Looking at that comment I guess it doesn't apply to Crash. The book is 'bloodless', the adaptation matches that. However Ballard is hardly 'literary'.
― xyzzzz__, Friday, 24 August 2012 21:43 (eleven years ago) link
how is Ballard not literary
― The Radioheads are massive in the Man community (Shakey Mo Collier), Friday, 24 August 2012 21:49 (eleven years ago) link
good question, and cronenberg's crash is a "literary adaptation" no matter what you think of the source material
― i know your nuts hurt! who's laughing? (contenderizer), Friday, 24 August 2012 21:53 (eleven years ago) link
Used to describe well written work that doesn't do much more than being well written (?) -- although that wasn't the way the word was being used earlier.
The path has been downhill (whose hasn't?) but I'd excuse Crash from that. xp
― xyzzzz__, Friday, 24 August 2012 22:00 (eleven years ago) link
that makes "literary" sound like an insult...
― The Radioheads are massive in the Man community (Shakey Mo Collier), Friday, 24 August 2012 22:01 (eleven years ago) link
Sure, it is...
― xyzzzz__, Friday, 24 August 2012 22:03 (eleven years ago) link
"Crash" is closer to "Naked Lunch" in terms of how the adaptations relate to their source material (and Cronenberg's take on the latter is much more successful than the former imho). But I think both of those cases are different from what Ward was referring to as "faithful bloodless literary adaptations".
― The Radioheads are massive in the Man community (Shakey Mo Collier), Friday, 24 August 2012 22:04 (eleven years ago) link
lol, i've never heard it used that way
― i know your nuts hurt! who's laughing? (contenderizer), Friday, 24 August 2012 22:06 (eleven years ago) link
But I think both of those cases are different from what Ward was referring to as "faithful bloodless literary adaptations".
― The Radioheads are massive in the Man community (Shakey Mo Collier), Friday, August 24, 2012 3:04 PM (1 minute ago)
must be, because neither is terribly faithful to its source
Naked Lunch >>>>>>>>>>>>> Crash
― a regina spektor is haunting europe (Alfred, Lord Sotosyn), Saturday, 25 August 2012 00:48 (eleven years ago) link
http://www.filmcomment.com/entry/interview-david-cronenberg
― johnny crunch, Saturday, 25 August 2012 03:11 (eleven years ago) link
Crash > Naked Lunch.
Naked Lunch has a cracking score. Best music on any of DC's music.
― xyzzzz__, Saturday, 25 August 2012 08:29 (eleven years ago) link
cronenberg is at his best when he's completely humourless
― Ward Fowler, Thursday, 3 January 2013 11:49 (eleven years ago) link
You're nuts; all his films are funny, cept some of the early horror garbage.

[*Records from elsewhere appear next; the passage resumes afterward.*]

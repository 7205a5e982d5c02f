//! Per-request state, the tool-calling loop and the module dispatcher.

pub mod app;
pub mod config;
pub mod error;
pub mod files;
pub mod logging;
pub mod runner;
pub mod state;
pub mod storage;
pub mod tools;

pub use app::{App, Module, EMPTY_ANSWER};
pub use config::{ModuleConfig, DEFAULT_FAILURE_MESSAGE};
pub use error::{
    DefaultErrorHandler, ErrorHandler, ErrorHandlers, ErrorKind, Result, SelfHandlingError,
    StateError,
};
pub use files::FileQuery;
pub use logging::{init_logging, Timer};
pub use runner::LoopOptions;
pub use state::StateManager;
pub use storage::Storage;
pub use tools::{DynTool, Fallback, HookSignal, Invocation, SharedTool, Tool, ToolContext, ToolOutput, ToolRegistry};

I've had some pretty funny prostate exams.
― saltwater incursion (Dr Morbius), Thursday, 3 January 2013 12:28 (eleven years ago) link
All of the dialogue in this film feels like it's delivered by human computers, computational machines of human nature and geography. I'm not sure if the humor is in the disconnect, the stoic dialogue, or the strict continuance of plot.
There's something here, and maybe a different "here" than the novelette by its very difference.
― mh, Friday, 4 January 2013 02:37 (eleven years ago) link
Eh, I got that it was supposed to be funny. Problem was that it wasn't funny enough. And that many of the performances were horribly dull - odd and disconnected in a bad way.
― i know your nuts hurt! who's laughing? (contenderizer), Friday, 4 January 2013 02:47 (eleven years ago) link
"How come we never spent this kind of time together?"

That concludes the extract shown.